The uses of the concept of medicalisation

How useful is the concept of medicalisation for understanding shifting ideas about health and illness?

“As science and technology advances, age related processes often become medicalised and enter the domain of powerful social establishments like the health industry. When such human experiences come under medical dominion, the experience is said to become medicalized; this entails the definition and treatment of a problem under a medical framework “.

Peter Conrad

The quote above comes from Conrad, a leading sociologist in the field of health and medicine and he stated that “medicalization describes a process by which nonmedical problems become defined and treated as medical problems, usually in terms of illnesses and disorders” (Kawachi and Conrad: 1996). The essay question asks one to assess the usefulness of the concept of medicalization. In order to fully answer and understand the question I will have to look into the term medicalization and explore its origins and meaning. The term is such an ambiguous, complex but contested process and was first used and coined during the 1960’s and grew in popularity during the 1970s. this was due to the fact that it was linked with the concept of social control and was prominent in the works of key figures including Conrad, Thomas Szasz and Irving Zola. Furthermore I would have to understand how useful the concept is for understanding the shifting ideas about health and illness.

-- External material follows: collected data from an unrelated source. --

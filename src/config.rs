use std::time::Duration;

use crate::error::{PokedexError, Result};

/// Environment variable names read by [`PokedexConfig::from_env`].
pub mod vars {
    pub const OPENAI_API_KEY: &str = "OPENAI_API_KEY";
    pub const CLASSIFIER_ENDPOINT: &str = "POKEDEX_CLASSIFIER_ENDPOINT";
    pub const MODEL: &str = "POKEDEX_MODEL";
    pub const SPECIES_ENDPOINT: &str = "POKEDEX_SPECIES_ENDPOINT";
    pub const TIMEOUT_SECS: &str = "POKEDEX_TIMEOUT_SECS";
    pub const CACHE_TTL_SECS: &str = "POKEDEX_CACHE_TTL_SECS";
    pub const CACHE_CAPACITY: &str = "POKEDEX_CACHE_CAPACITY";
}

pub const DEFAULT_CLASSIFIER_ENDPOINT: &str = "https://api.openai.com/v1";
pub const DEFAULT_SPECIES_ENDPOINT: &str = "https://pokeapi.co/api/v2";
pub const DEFAULT_MODEL: &str = "gpt-4o";

/// Read a `.env` file from the working directory into the process
/// environment. A missing file is fine; an unreadable one is logged and
/// skipped.
pub fn load_dotenv() {
    warn_if_unreadable(dotenvy::dotenv());
}

/// Returns whether a warning was logged.
fn warn_if_unreadable<T>(loaded: dotenvy::Result<T>) -> bool {
    match loaded {
        Err(e) if !e.not_found() => {
            tracing::warn!(error = %e, "ignoring unreadable .env file");
            true
        }
        _ => false,
    }
}

fn missing_credential() -> PokedexError {
    PokedexError::Configuration(format!(
        "required environment variable not set: {}",
        vars::OPENAI_API_KEY
    ))
}

fn normalize(endpoint: String) -> String {
    endpoint.trim_end_matches('/').to_string()
}

/// Configuration for the vision classifier client.
#[derive(Clone)]
pub struct ClassifierConfig {
    /// OpenAI-compatible API base (e.g., "https://api.openai.com/v1")
    pub endpoint: String,
    /// Vision model name (default: "gpt-4o")
    pub model: String,
    /// Bearer credential. Empty means "not configured".
    pub api_key: String,
    /// Request timeout (default: 5s)
    pub timeout: Duration,
    /// Maximum completion tokens; a name needs very few (default: 20)
    pub max_tokens: u32,
    /// Sampling temperature (default: 0.0)
    pub temperature: f32,
}

impl std::fmt::Debug for ClassifierConfig {
    fn fmt(&self, f: &mut std::fmt::Formatter<'_>) -> std::fmt::Result {
        f.debug_struct("ClassifierConfig")
            .field("endpoint", &self.endpoint)
            .field("model", &self.model)
            .field("api_key", &if self.api_key.trim().is_empty() { "<unset>" } else { "<redacted>" })
            .field("timeout", &self.timeout)
            .field("max_tokens", &self.max_tokens)
            .field("temperature", &self.temperature)
            .finish()
    }
}

impl Default for ClassifierConfig {
    fn default() -> Self {
        Self {
            endpoint: DEFAULT_CLASSIFIER_ENDPOINT.to_string(),
            model: DEFAULT_MODEL.to_string(),
            api_key: String::new(),
            timeout: Duration::from_secs(5),
            max_tokens: 20,
            temperature: 0.0,
        }
    }
}

impl ClassifierConfig {
    /// Create a new config with the given API key and default settings.
    /// Surrounding whitespace is trimmed from the key.
    pub fn with_api_key(api_key: impl Into<String>) -> Self {
        Self {
            api_key: api_key.into().trim().to_string(),
            ..Default::default()
        }
    }

    /// Fail with [`PokedexError::Configuration`] unless a non-blank API key
    /// is set.
    pub fn require_credential(&self) -> Result<()> {
        if self.api_key.trim().is_empty() {
            return Err(missing_credential());
        }
        Ok(())
    }

    /// Set the API base URL.
    pub fn endpoint(mut self, endpoint: impl Into<String>) -> Self {
        self.endpoint = normalize(endpoint.into());
        self
    }

    /// Set the model name.
    pub fn model(mut self, model: impl Into<String>) -> Self {
        self.model = model.into();
        self
    }

    /// Set the request timeout.
    pub fn timeout(mut self, timeout: Duration) -> Self {
        self.timeout = timeout;
        self
    }
}

/// Configuration for the species data client.
#[derive(Debug, Clone)]
pub struct SpeciesConfig {
    /// PokéAPI base (e.g., "https://pokeapi.co/api/v2")
    pub endpoint: String,
    /// Request timeout (default: 5s)
    pub timeout: Duration,
}

impl Default for SpeciesConfig {
    fn default() -> Self {
        Self {
            endpoint: DEFAULT_SPECIES_ENDPOINT.to_string(),
            timeout: Duration::from_secs(5),
        }
    }
}

impl SpeciesConfig {
    pub fn endpoint(mut self, endpoint: impl Into<String>) -> Self {
        self.endpoint = normalize(endpoint.into());
        self
    }

    pub fn timeout(mut self, timeout: Duration) -> Self {
        self.timeout = timeout;
        self
    }
}

/// Cache policy for species lookups.
#[derive(Debug, Clone)]
pub struct CacheConfig {
    /// How long a lookup stays fresh (default: 1 hour)
    pub ttl: Duration,
    /// Maximum number of entries; `None` = unbounded (default: 128)
    pub capacity: Option<usize>,
}

impl Default for CacheConfig {
    fn default() -> Self {
        Self {
            ttl: Duration::from_secs(3600),
            capacity: Some(128),
        }
    }
}

/// Top-level configuration for a [`Pokedex`](crate::Pokedex).
#[derive(Debug, Clone, Default)]
pub struct PokedexConfig {
    pub classifier: ClassifierConfig,
    pub species: SpeciesConfig,
    pub cache: CacheConfig,
}

impl PokedexConfig {
    /// Load configuration from the process environment, after reading a
    /// `.env` file from the working directory if one exists.
    ///
    /// # Errors
    ///
    /// Returns [`PokedexError::Configuration`] if `OPENAI_API_KEY` is unset or
    /// blank, or if a numeric variable cannot be parsed.
    pub fn from_env() -> Result<Self> {
        load_dotenv();
        Self::from_vars(|name| std::env::var(name).ok())
    }

    /// Build a configuration from an arbitrary variable lookup.
    ///
    /// Same as [`from_env`](Self::from_env) without touching the process
    /// environment.
    pub fn from_vars<F>(lookup: F) -> Result<Self>
    where
        F: Fn(&str) -> Option<String>,
    {
        let config = Self::from_vars_without_credential(&lookup)?;

        config.require_credential()?;
        Ok(config)
    }

    /// Like [`from_vars`](Self::from_vars) but does not require the
    /// classifier credential. Used by lookup-only commands.
    pub fn from_vars_without_credential<F>(lookup: F) -> Result<Self>
    where
        F: Fn(&str) -> Option<String>,
    {
        let mut config = Self::default();

        if let Some(key) = lookup(vars::OPENAI_API_KEY) {
            config.classifier.api_key = key.trim().to_string();
        }
        if let Some(endpoint) = lookup(vars::CLASSIFIER_ENDPOINT) {
            config.classifier = config.classifier.endpoint(endpoint);
        }
        if let Some(model) = lookup(vars::MODEL) {
            config.classifier.model = model;
        }
        if let Some(endpoint) = lookup(vars::SPECIES_ENDPOINT) {
            config.species = config.species.endpoint(endpoint);
        }
        if let Some(secs) = parse_var::<u64>(&lookup, vars::TIMEOUT_SECS)? {
            let timeout = Duration::from_secs(secs);
            config.classifier.timeout = timeout;
            config.species.timeout = timeout;
        }
        if let Some(secs) = parse_var::<u64>(&lookup, vars::CACHE_TTL_SECS)? {
            config.cache.ttl = Duration::from_secs(secs);
        }
        if let Some(capacity) = parse_var::<usize>(&lookup, vars::CACHE_CAPACITY)? {
            config.cache.capacity = (capacity > 0).then_some(capacity);
        }

        Ok(config)
    }

    /// Fail if the classifier credential is missing.
    pub fn require_credential(&self) -> Result<()> {
        self.classifier.require_credential()
    }
}

fn parse_var<T>(lookup: &impl Fn(&str) -> Option<String>, name: &str) -> Result<Option<T>>
where
    T: std::str::FromStr,
    T::Err: std::fmt::Display,
{
    match lookup(name) {
        None => Ok(None),
        Some(raw) => raw.trim().parse::<T>().map(Some).map_err(|e| {
            PokedexError::Configuration(format!("invalid value for {}: {:?} ({})", name, raw, e))
        }),
    }
}

#[cfg(test)]
mod tests {
    use super::*;
    use std::collections::HashMap;

    fn lookup_from(pairs: &[(&str, &str)]) -> impl Fn(&str) -> Option<String> {
        let map: HashMap<String, String> = pairs
            .iter()
            .map(|(k, v)| (k.to_string(), v.to_string()))
            .collect();
        move |name| map.get(name).cloned()
    }

    #[test]
    fn defaults() {
        let config = PokedexConfig::default();
        assert_eq!(config.classifier.endpoint, "https://api.openai.com/v1");
        assert_eq!(config.classifier.model, "gpt-4o");
        assert_eq!(config.classifier.timeout, Duration::from_secs(5));
        assert_eq!(config.classifier.max_tokens, 20);
        assert_eq!(config.species.endpoint, "https://pokeapi.co/api/v2");
        assert_eq!(config.species.timeout, Duration::from_secs(5));
        assert_eq!(config.cache.ttl, Duration::from_secs(3600));
        assert_eq!(config.cache.capacity, Some(128));
    }

    #[test]
    fn missing_key_is_configuration_error() {
        let result = PokedexConfig::from_vars(lookup_from(&[]));
        assert!(matches!(result, Err(PokedexError::Configuration(_))));
    }

    #[test]
    fn blank_key_is_configuration_error() {
        let result = PokedexConfig::from_vars(lookup_from(&[("OPENAI_API_KEY", "   ")]));
        assert!(matches!(result, Err(PokedexError::Configuration(_))));
    }

    #[test]
    fn overrides_are_applied() {
        let config = PokedexConfig::from_vars(lookup_from(&[
            ("OPENAI_API_KEY", "sk-test"),
            ("POKEDEX_CLASSIFIER_ENDPOINT", "http://localhost:9000/v1/"),
            ("POKEDEX_MODEL", "gpt-4o-mini"),
            ("POKEDEX_SPECIES_ENDPOINT", "http://localhost:9001/"),
            ("POKEDEX_TIMEOUT_SECS", "12"),
            ("POKEDEX_CACHE_TTL_SECS", "60"),
            ("POKEDEX_CACHE_CAPACITY", "0"),
        ]))
        .unwrap();

        assert_eq!(config.classifier.api_key, "sk-test");
        assert_eq!(config.classifier.endpoint, "http://localhost:9000/v1");
        assert_eq!(config.classifier.model, "gpt-4o-mini");
        assert_eq!(config.species.endpoint, "http://localhost:9001");
        assert_eq!(config.classifier.timeout, Duration::from_secs(12));
        assert_eq!(config.species.timeout, Duration::from_secs(12));
        assert_eq!(config.cache.ttl, Duration::from_secs(60));
        assert_eq!(config.cache.capacity, None);
    }

    #[test]
    fn unparseable_number_is_configuration_error() {
        let result = PokedexConfig::from_vars(lookup_from(&[
            ("OPENAI_API_KEY", "sk-test"),
            ("POKEDEX_CACHE_TTL_SECS", "an hour"),
        ]));
        assert!(matches!(result, Err(PokedexError::Configuration(_))));
    }

    #[test]
    fn lookup_only_config_does_not_need_key() {
        let config = PokedexConfig::from_vars_without_credential(lookup_from(&[])).unwrap();
        assert!(config.require_credential().is_err());
    }

    #[test]
    fn debug_redacts_api_key() {
        let config = ClassifierConfig::with_api_key("sk-very-secret");
        let rendered = format!("{:?}", config);
        assert!(!rendered.contains("sk-very-secret"));
        assert!(rendered.contains("<redacted>"));
    }

    #[test]
    fn with_api_key_trims_whitespace() {
        let config = ClassifierConfig::with_api_key("  sk-test \n");
        assert_eq!(config.api_key, "sk-test");
        assert!(config.require_credential().is_ok());
    }

    #[test]
    fn blank_api_key_fails_credential_check() {
        assert!(matches!(
            ClassifierConfig::with_api_key("   ").require_credential(),
            Err(PokedexError::Configuration(_))
        ));

        // A key assigned directly, bypassing the constructor, is judged the same way.
        let mut config = ClassifierConfig::default();
        config.api_key = " \t".to_string();
        assert!(config.require_credential().is_err());
    }

    #[test]
    fn missing_dotenv_is_silent_but_broken_one_warns() {
        use std::io::{Error, ErrorKind};

        assert!(!warn_if_unreadable(Ok(())));
        let missing = dotenvy::Error::Io(Error::new(ErrorKind::NotFound, "no .env"));
        assert!(!warn_if_unreadable::<()>(Err(missing)));

        let denied = dotenvy::Error::Io(Error::new(ErrorKind::PermissionDenied, "denied"));
        assert!(warn_if_unreadable::<()>(Err(denied)));
        let malformed = dotenvy::Error::LineParse("KEY=\"open".into(), 4);
        assert!(warn_if_unreadable::<()>(Err(malformed)));
    }
}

The concept of medicalization has educated the sociology of health and illness for many years now. Typically, it has been deliberated and examined with critical nuance, though some key thinkers within the discipline have suggested that it is not unequivocally negative. Conrad criticised and disputed that the development and growth of medical authority into domains of everyday existence was promoted by doctors and was a force of social control that was to be rejected in the name of liberation (Conrad 1973). Medicalization “describes a process by which non-medical problems become defined and treated as medical problems, usually in terms of illness or disorders” (Gabe et al. 2004:59) and likewise be simply classified as a procedure of increased medical intervention into areas which would more often than not be outside of the medical province.

Medicalization is deemed imperative because it means to make something a medical matter. What’s more, it explains a situation or predicament which had been previously explained in a moral, religious or social terms now become defined as the subject of medical and scientific knowledge.

Many years ago for example some children were deemed and regarded as problematic, misbehaving and unruly. Some adults were shy and men who were balding just wore hats to hide it. And that was that. Nevertheless, nowadays all these descriptions could and possibly would be attributed to a type of illness or disease and be given a diagnosis or medicine to treat it in some cases. Medicalization explains this. Likewise, “medicalization has been applied to a whole variety of problems that have come to be defined as medial, ranging from childbirth and the menopause through to alcoholism and homosexuality (Gabe et al. 2006: 59). Furthermore, the term explains the process in where particular characteristics of every day life become medically explained, thus come under the authority of doctors and other health professionals to study, diagnose, prevent and or treat the problem.

The idea of medicalization is perhaps “related only indirectly to social constructionanism, in that it does not question the basis of medical knowledge as such, but challenges its application”. Nettleton continues and states that is “draws attention to the fact that medicine operates as a powerful institution of social control” (Nettleton 2006: 25). It does this by claiming expertise in areas in life which previously were not regarded as medical problems or matters. This includes such life stages such as ageing, childbirth, alcohol consumption and childhood behaviour moreover, the “availability of new pharmacological treatments and genetic testing intensifies these processes… thus it constructs, or redefines, aspects of normal life as medical problems”. (Conrad and Schneider 1990 as cited in Nettleton 2006: 25).

Medicalization can occur on three different and particular levels according to Conrad and Schneider (1980). The first was explained as “conceptually when a medical vocabulary is used to define a problem”. In some instances, doctors do not have to be involved and an example if this is AA.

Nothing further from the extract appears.